• PROBLEM STATEMENT
Scan the data below for the string "lock". Copy every line where it appears.
=======
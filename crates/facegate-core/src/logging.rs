//! Recent-log capture for the `logs` control command.
//!
//! [`RecentLogs`] is a `tracing` layer that keeps the last few events in a
//! bounded ring buffer; [`LogReader`] renders them on demand.

use std::collections::VecDeque;
use std::fmt::Write as _;
use std::sync::{Arc, Mutex};
use std::time::Instant;

use tracing::field::{Field, Visit};
use tracing::{Event, Level, Subscriber};
use tracing_subscriber::Layer;
use tracing_subscriber::layer::Context;

/// Default number of events kept.
pub const DEFAULT_CAPACITY: usize = 200;

/// A single captured log entry.
#[derive(Debug, Clone)]
pub struct LogEntry {
    /// Seconds since the layer was created.
    pub elapsed_secs: f64,
    pub level: Level,
    pub target: String,
    /// Message followed by any structured fields as `key=value`.
    pub message: String,
}

#[derive(Debug)]
struct LogBuffer {
    entries: VecDeque<LogEntry>,
    capacity: usize,
    start_time: Instant,
}

impl LogBuffer {
    fn push(&mut self, entry: LogEntry) {
        if self.entries.len() >= self.capacity {
            self.entries.pop_front();
        }
        self.entries.push_back(entry);
    }
}

/// A `tracing` layer capturing events into a shared ring buffer.
#[derive(Debug, Clone)]
pub struct RecentLogs {
    buffer: Arc<Mutex<LogBuffer>>,
}

impl RecentLogs {
    pub fn new(capacity: usize) -> Self {
        Self {
            buffer: Arc::new(Mutex::new(LogBuffer {
                entries: VecDeque::with_capacity(capacity),
                capacity: capacity.max(1),
                start_time: Instant::now(),
            })),
        }
    }

    pub fn reader(&self) -> LogReader {
        LogReader {
            buffer: Arc::clone(&self.buffer),
        }
    }
}

impl Default for RecentLogs {
    fn default() -> Self {
        Self::new(DEFAULT_CAPACITY)
    }
}

impl<S: Subscriber> Layer<S> for RecentLogs {
    fn on_event(&self, event: &Event<'_>, _ctx: Context<'_, S>) {
        let metadata = event.metadata();
        let mut visitor = EntryVisitor::default();
        event.record(&mut visitor);

        let mut buf = self.buffer.lock().unwrap_or_else(|e| e.into_inner());
        let elapsed_secs = buf.start_time.elapsed().as_secs_f64();
        buf.push(LogEntry {
            elapsed_secs,
            level: *metadata.level(),
            target: metadata.target().to_string(),
            message: visitor.finish(),
        });
    }
}

/// Read handle for captured entries.
#[derive(Debug, Clone)]
pub struct LogReader {
    buffer: Arc<Mutex<LogBuffer>>,
}

impl LogReader {
    /// Snapshot of all captured entries, oldest first.
    pub fn entries(&self) -> Vec<LogEntry> {
        let buf = self.buffer.lock().unwrap_or_else(|e| e.into_inner());
        buf.entries.iter().cloned().collect()
    }

    pub fn len(&self) -> usize {
        self.buffer
            .lock()
            .unwrap_or_else(|e| e.into_inner())
            .entries
            .len()
    }

    pub fn is_empty(&self) -> bool {
        self.len() == 0
    }

    /// Render the newest `n` entries, one per line.
    pub fn render_tail(&self, n: usize) -> String {
        let buf = self.buffer.lock().unwrap_or_else(|e| e.into_inner());
        let skip = buf.entries.len().saturating_sub(n);
        let mut out = String::new();
        for entry in buf.entries.iter().skip(skip) {
            let _ = writeln!(
                out,
                "{:>9.3}s {:<5} {}: {}",
                entry.elapsed_secs, entry.level, entry.target, entry.message
            );
        }
        out
    }
}

#[derive(Default)]
struct EntryVisitor {
    message: String,
    fields: String,
}

impl EntryVisitor {
    fn finish(mut self) -> String {
        if !self.fields.is_empty() {
            if !self.message.is_empty() {
                self.message.push(' ');
            }
            self.message.push_str(self.fields.trim_start());
        }
        self.message
    }
}

impl Visit for EntryVisitor {
    fn record_debug(&mut self, field: &Field, value: &dyn std::fmt::Debug) {
        if field.name() == "message" {
            self.message = format!("{value:?}");
        } else {
            let _ = write!(self.fields, " {}={value:?}", field.name());
        }
    }

    fn record_str(&mut self, field: &Field, value: &str) {
        if field.name() == "message" {
            self.message = value.to_string();
        } else {
            let _ = write!(self.fields, " {}={value}", field.name());
        }
    }
}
=======
• TASK OUTPUT
        let mut buf = self.buffer.lock().unwrap_or_else(|e| e.into_inner());
        let buf = self.buffer.lock().unwrap_or_else(|e| e.into_inner());
            .lock()
        let buf = self.buffer.lock().unwrap_or_else(|e| e.into_inner());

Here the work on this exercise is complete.